Tono azul en el aire, que embriaga y seduce. Volutas que predisponen al espíritu para disfrutar de una inefable dulzura. Familia de las solanáceas, aplaudida como reina, tras un complicado proceso de la semilla al humo. Puro habano, puro.
Acaba de celebrarse el VII Festival Internacional del Habano, que no es de La Habana, sino de Pinar del Río, provincia occidental de la isla. Nutrida representación foránea. Productores, distribuidores y famosos. fumadores. Jeremy Irons, actor de un Oscar, recibió el premio "Hombre Habano del Año".
Winston Churchill, siendo periodista, cubrió la Guerra de Cuba, finales del siglo XIX. El político inglés, a partir de entonces, hizo del puro su compañero fiel, diario. Y -como dicen los que más saben- también le era indispensable su diario consumo de un litro de whisky. El histórico "sangre, sudor y lágrimas" surgió mientras su puro estaba en pausa, apretujado por el nerviosismo de los dedos del Premier.

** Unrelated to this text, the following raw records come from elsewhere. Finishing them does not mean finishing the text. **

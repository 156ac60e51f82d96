use std::env;
use std::path::PathBuf;

use library::Library;
use tracing_subscriber::EnvFilter;

const USAGE: &str = "usage: import_scan <db_path> <root>... (or INDEX_PATH / MUSIC_ROOT)";

fn main() -> Result<(), Box<dyn std::error::Error>> {
    let filter = EnvFilter::try_from_default_env().unwrap_or_else(|_| "info".into());
    tracing_subscriber::fmt().with_env_filter(filter).init();

    let mut args = env::args().skip(1);
    let index_path = args
        .next()
        .or_else(|| env::var("INDEX_PATH").ok())
        .unwrap_or_else(|| "data/library.db".to_string());
    let mut roots: Vec<PathBuf> = args.map(PathBuf::from).collect();
    if roots.is_empty() {
        let root = env::var("MUSIC_ROOT").map_err(|_| USAGE)?;
        roots.push(PathBuf::from(root));
    }

    let library = Library::open(&PathBuf::from(&index_path))?;
    library.initialize()?;
    for root in roots {
        library.add_library_path(root);
    }

    let report = library.scan();
    let stats = library.stats()?;
    library.close();

    println!(
        "Scanned {} files ({} ingested, {} failed)",
        report.files_seen, report.ingested, report.failed
    );
    println!(
        "Catalog: {} artists, {} albums, {} tracks",
        stats.artists, stats.albums, stats.tracks
    );

    Ok(())
}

Pierre Salinger, secretario de Prensa de JFK, fue despertado una noche por un telefonazo de la Casa Blanca: "¿Podría conseguirme puros cubanos ?" ¿ Cuantos? "Unos mil".¿ Para cuando? "Mañana por la mañana". A la hora fijada, el encargo se había cumplido. "Conseguí 1.200 puros como a usted le gustan", dijo Salinger al mandatario. "Muy bien", respondió el jefe. Y mientras tomaba un puro, lo encendía y degustaba, sacó de una gaveta una hoja oficial, que firmó. Nació así el embargo a Cuba. Corría el año 1961.

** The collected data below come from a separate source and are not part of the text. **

//! Fatigue slope estimation
//!
//! A session's fatigue trend is the ordinary-least-squares slope of a
//! behavioural metric against the window index.

use crate::config::SlopeConfig;
use crate::table::CsvTable;
use serde::{Deserialize, Serialize};

/// Relative tolerance when deciding that all index values are identical
const INDEX_RTOL: f64 = 1e-5;

/// Absolute tolerance when deciding that all index values are identical
const INDEX_ATOL: f64 = 1e-8;

/// Fit an OLS slope of `y` against `x`
///
/// Pairs where either value is non-finite are dropped. Returns `None` with
/// fewer than two usable points, when every `x` is (numerically) the same,
/// or when the variance of `x` is not positive. Otherwise the slope is the
/// population covariance of `x` and `y` over the population variance of `x`.
pub fn fit_slope(x: &[f64], y: &[f64]) -> Option<f64> {
    let points: Vec<(f64, f64)> = x
        .iter()
        .zip(y)
        .filter(|(a, b)| a.is_finite() && b.is_finite())
        .map(|(a, b)| (*a, *b))
        .collect();

    if points.len() < 2 {
        return None;
    }

    let first = points[0].0;
    if points
        .iter()
        .all(|(a, _)| (a - first).abs() <= INDEX_ATOL + INDEX_RTOL * first.abs())
    {
        return None;
    }

    let n = points.len() as f64;
    let mean_x = points.iter().map(|(a, _)| a).sum::<f64>() / n;
    let mean_y = points.iter().map(|(_, b)| b).sum::<f64>() / n;

    let var_x = points.iter().map(|(a, _)| (a - mean_x).powi(2)).sum::<f64>() / n;
    if var_x <= 0.0 {
        return None;
    }

    let cov_xy = points
        .iter()
        .map(|(a, b)| (a - mean_x) * (b - mean_y))
        .sum::<f64>()
        / n;

    Some(cov_xy / var_x)
}

/// Typing and tapping fatigue slopes of one session
#[derive(Debug, Clone, Copy, Default, PartialEq, Serialize, Deserialize)]
pub struct SessionSlopes {
    pub typing: Option<f64>,
    pub tapping: Option<f64>,
}

/// Compute both fatigue slopes of a session's window table
///
/// The typing metric is the first present column of the configured chain;
/// a slope is `None` when no metric column exists.
pub fn session_slopes(table: &CsvTable, config: &SlopeConfig) -> SessionSlopes {
    let x = numeric_or_nan(table, &config.index_column);

    let slope_for = |column: Option<&str>| {
        let column = column?;
        let x = x.as_ref()?;
        let y = numeric_or_nan(table, column)?;
        fit_slope(x, &y)
    };

    SessionSlopes {
        typing: slope_for(config.typing_metric.resolve(|c| table.has_column(c))),
        tapping: slope_for(config.tapping_metric.resolve(|c| table.has_column(c))),
    }
}

fn numeric_or_nan(table: &CsvTable, column: &str) -> Option<Vec<f64>> {
    table
        .numeric_column(column)
        .map(|values| values.into_iter().map(|v| v.unwrap_or(f64::NAN)).collect())
}

#[cfg(test)]
mod tests {
    use super::*;

    fn table(csv: &str) -> CsvTable {
        CsvTable::from_reader(csv.as_bytes()).unwrap()
    }

    #[test]
    fn test_unit_slope() {
        let slope = fit_slope(&[0.0, 1.0, 2.0, 3.0], &[1.0, 2.0, 3.0, 4.0]).unwrap();
        assert!((slope - 1.0).abs() < 1e-12);
    }

    #[test]
    fn test_negative_slope() {
        let slope = fit_slope(&[0.0, 1.0, 2.0], &[10.0, 8.0, 6.0]).unwrap();
        assert!((slope + 2.0).abs() < 1e-12);
    }

    #[test]
    fn test_too_few_points() {
        assert_eq!(fit_slope(&[], &[]), None);
        assert_eq!(fit_slope(&[1.0], &[2.0]), None);
        assert_eq!(fit_slope(&[1.0, 2.0], &[2.0, f64::NAN]), None);
    }

    #[test]
    fn test_constant_index() {
        assert_eq!(fit_slope(&[3.0, 3.0, 3.0], &[1.0, 2.0, 3.0]), None);
        assert_eq!(fit_slope(&[0.0, 1e-12], &[1.0, 2.0]), None);
    }

    #[test]
    fn test_non_finite_pairs_dropped() {
        let slope = fit_slope(
            &[0.0, 1.0, f64::NAN, 2.0, 3.0],
            &[1.0, 3.0, 100.0, f64::INFINITY, 7.0],
        )
        .unwrap();
        assert!((slope - 2.0).abs() < 1e-12);
    }

    #[test]
    fn test_session_slopes_prefers_global_mean() {
        let t = table(
            "windowIndex,typing_ikt_global_mean,ikt_mean,tap_rt_mean\n\
             0,100,5,400\n\
             1,110,4,390\n\
             2,120,3,380\n",
        );
        let slopes = session_slopes(&t, &SlopeConfig::default());
        assert!((slopes.typing.unwrap() - 10.0).abs() < 1e-9);
        assert!((slopes.tapping.unwrap() + 10.0).abs() < 1e-9);
    }

    #[test]
    fn test_session_slopes_legacy_column() {
        let t = table("windowIndex,ikt_mean\n0,5\n1,4\n2,3\n");
        let slopes = session_slopes(&t, &SlopeConfig::default());
        assert!((slopes.typing.unwrap() + 1.0).abs() < 1e-9);
        assert_eq!(slopes.tapping, None);
    }

    #[test]
    fn test_session_slopes_without_index() {
        let t = table("tap_rt_mean\n1\n2\n");
        assert_eq!(session_slopes(&t, &SlopeConfig::default()), SessionSlopes::default());
    }
}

Siglo y medio. Colón no encontró en la isla las ricas beldades de Oriente, su sueño de partida. Pero, en la segunda visita se sorprendió ante unos aborígenes que inhalaban el humo de hojas aromáticas, torcidas rústicamente, de una planta que denominaban cohiba. Hoy es una perfeccionada industria, sin máquinas, con arte personal. A mano. Se combina el clima, sol, suelo y sabiduría de los torcedores. Son los mejores tabacos del mundo.

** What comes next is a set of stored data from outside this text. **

//! Pipeline orchestration
//!
//! Entry points used by the `bqc` binary. Each run is a single pass over the
//! session directories under a raw-sessions root:
//!
//! - `build`: aggregate window tables into one sorted dataset
//! - `qc`: presence, missingness and verdict summary
//! - `validate`: per-session prelaunch checks
//! - `sanity`: quick look at one window table

use crate::config::{DatasetConfig, DatasetOutput, PrelaunchConfig, QcConfig, ID_COLUMNS};
use crate::dataset::{build_session, write_csv, write_parquet, WindowDataset};
use crate::error::QcError;
use crate::gate::{evaluate, GateInput};
use crate::presence::{infer_presence, missingness_report};
use crate::report::{PrelaunchReport, QcMeasurements, QcSummary, SanityReport};
use crate::schema::SessionValidator;
use crate::session::discover_sessions;
use crate::table::CsvTable;
use std::collections::{BTreeMap, BTreeSet};
use std::fs;
use std::path::{Path, PathBuf};
use tracing::{debug, info, warn};

/// Aggregate every session's windows into one dataset
///
/// Sessions are visited in directory-name order; the result is stably sorted
/// by participant, session and window index. Fails with
/// [`QcError::NoWindows`] when no session contributed a row.
pub fn build_windows_dataset(raw_dir: &Path, config: &DatasetConfig) -> Result<WindowDataset, QcError> {
    let sessions = discover_sessions(raw_dir)?;
    info!(raw_dir = %raw_dir.display(), sessions = sessions.len(), "sessions discovered");

    let mut frames = Vec::new();
    for session in sessions {
        match build_session(&session, config)? {
            Some(frame) if !frame.windows.is_empty() => frames.push(frame.windows),
            Some(_) => debug!(session = %session.session_id, "empty window table, skipping"),
            None => {}
        }
    }

    let mut dataset = WindowDataset::concat(frames);
    if dataset.is_empty() {
        return Err(QcError::NoWindows);
    }
    dataset.sort_by_columns(&ID_COLUMNS);

    info!(
        rows = dataset.len(),
        columns = dataset.columns().len(),
        "windows dataset built"
    );
    Ok(dataset)
}

/// Files produced by [`write_windows_dataset`]
#[derive(Debug, Clone, Default, PartialEq, Eq)]
pub struct WrittenOutputs {
    pub parquet: Option<PathBuf>,
    pub csv: Option<PathBuf>,
}

impl WrittenOutputs {
    pub fn paths(&self) -> impl Iterator<Item = &PathBuf> {
        self.parquet.iter().chain(self.csv.iter())
    }
}

/// Write the dataset to the configured output directory
///
/// A missing columnar writer is tolerated when a CSV copy was requested.
pub fn write_windows_dataset(dataset: &WindowDataset, output: &DatasetOutput) -> Result<WrittenOutputs, QcError> {
    fs::create_dir_all(&output.out_dir)?;
    let mut written = WrittenOutputs::default();

    let parquet_path = output.out_dir.join(&output.parquet_name);
    match write_parquet(dataset, &parquet_path) {
        Ok(()) => written.parquet = Some(parquet_path),
        Err(QcError::ColumnarUnavailable(reason)) if output.write_csv => {
            warn!(%reason, "parquet output skipped, writing CSV only");
        }
        Err(QcError::ColumnarUnavailable(_)) => return Err(QcError::NoOutputWritten),
        Err(e) => return Err(e),
    }

    if output.write_csv {
        let csv_path = output.out_dir.join(&output.csv_name);
        write_csv(dataset, &csv_path)?;
        written.csv = Some(csv_path);
    }

    for path in written.paths() {
        info!(path = %path.display(), rows = dataset.len(), "dataset written");
    }

    Ok(written)
}

/// Compute the QC summary of a raw-sessions root
pub fn run_qc(raw_dir: &Path, config: &QcConfig) -> Result<QcSummary, QcError> {
    let raw_label = raw_dir.display().to_string();

    let mut tables = Vec::new();
    let mut windows_per_session = BTreeMap::new();
    for session in discover_sessions(raw_dir)? {
        let Some(mut table) = session.load_table(&config.auth_windows_file)? else {
            continue;
        };
        table.fill_nulls("sessionId", &session.session_id);
        windows_per_session.insert(session.session_id.clone(), table.len());
        tables.push(table);
    }

    if tables.is_empty() {
        warn!(raw_dir = %raw_label, "no window tables found");
        return Ok(QcSummary::empty(&raw_label, &config.core_features, config.strict));
    }

    let files_found = tables.len();
    let combined = CsvTable::concat(tables);

    let participants = combined
        .column("participantId")
        .map(|cells| cells.into_iter().flatten().collect::<BTreeSet<_>>().len())
        .unwrap_or(0);
    let typing = infer_presence(&combined, &config.typing_presence);
    let tapping = infer_presence(&combined, &config.tapping_presence);
    let missingness = missingness_report(&combined, &config.core_features);

    let input = GateInput {
        sessions: files_found,
        total_windows: combined.len(),
        typing_presence: typing.fraction,
        tapping_presence: tapping.fraction,
        core_missingness: missingness.mean_present_missing(),
    };
    let outcome = evaluate(&input, &config.gate, config.strict);
    debug!(?input, verdict = %outcome.verdict, "gate evaluated");

    let measured = QcMeasurements {
        files_found,
        participants,
        sessions: files_found,
        total_windows: combined.len(),
        windows_per_session,
        typing_presence: typing.fraction,
        tapping_presence: tapping.fraction,
        typing_source: typing.source,
        tapping_source: tapping.source,
        missingness_core: missingness,
    };
    Ok(QcSummary::new(&raw_label, measured, outcome, config.strict))
}

/// Validate every session directory under a raw-sessions root
pub fn run_prelaunch_validation(raw_dir: &Path, config: &PrelaunchConfig) -> Result<PrelaunchReport, QcError> {
    let sessions = discover_sessions(raw_dir)?;
    info!(raw_dir = %raw_dir.display(), sessions = sessions.len(), "sessions discovered");

    let validator = SessionValidator::new(config);
    let mut checks = Vec::new();
    for session in sessions {
        let check = validator.check_dir(&session)?;
        if !check.passed() {
            warn!(session = %check.session_id, issues = check.issues.len(), "session failed checks");
        }
        checks.push(check);
    }

    Ok(PrelaunchReport::assemble(
        &raw_dir.display().to_string(),
        checks,
        config.thresholds,
        config.strict,
    ))
}

/// Summarize one window table
pub fn run_sanity_check(path: &Path) -> Result<SanityReport, QcError> {
    let table = CsvTable::from_path(path)?;
    Ok(SanityReport::from_table(&path.display().to_string(), &table))
}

La tripa o interior del puro contiene una mezcla de tres hojas: tabaco ligero, seco y volador. Y todos se envuelven con el capote, mientras la capa externa viste al puro y dicta su apariencia. La emigración española de Canarias, de donde procedía la madre de Martí, encauzaron la potencialidad del habano. El labrador de la tierra tabacalera lo hacía con inteligencia, amor y virtud, según narran los historiadores.
Ni los huracanes Charley e Iván , ni la sequía que azota, han dañado la cosecha que es buena, tal como narra Alejandro Robaina. Comenzó a fumar a los 12 años y hoy, con 86, sigue fumando cinco puros al día. Siglo y medio de trayectoria cubre a bisabuelos, abuelos, hijos y nietos dedicados al tabaco, en su finca de San Luis. Las "Vegas Robaina" son delicadeza para el fumador.
En Cuba, al igual que otras naciones, se restringe ya el consumo de tabaco. Castro, hace muy pocos días - lo escuchamos directamente- señaló que el mejor regalo que se le puede enviar a un enemigo es una caja de puros. Años atrás, el hombre de Sierra Maestra abandonó la compañía diaria de un puro.
"Creo que se fumará más por la prohibición, así es siempre. Quien insista en fumar, elegirá tabaco cubano porque es el mejor", afirma Robaina. Así pensaba Ernest Hemingway. Y lo coronó aquel morboso momento Clinton - Mónica.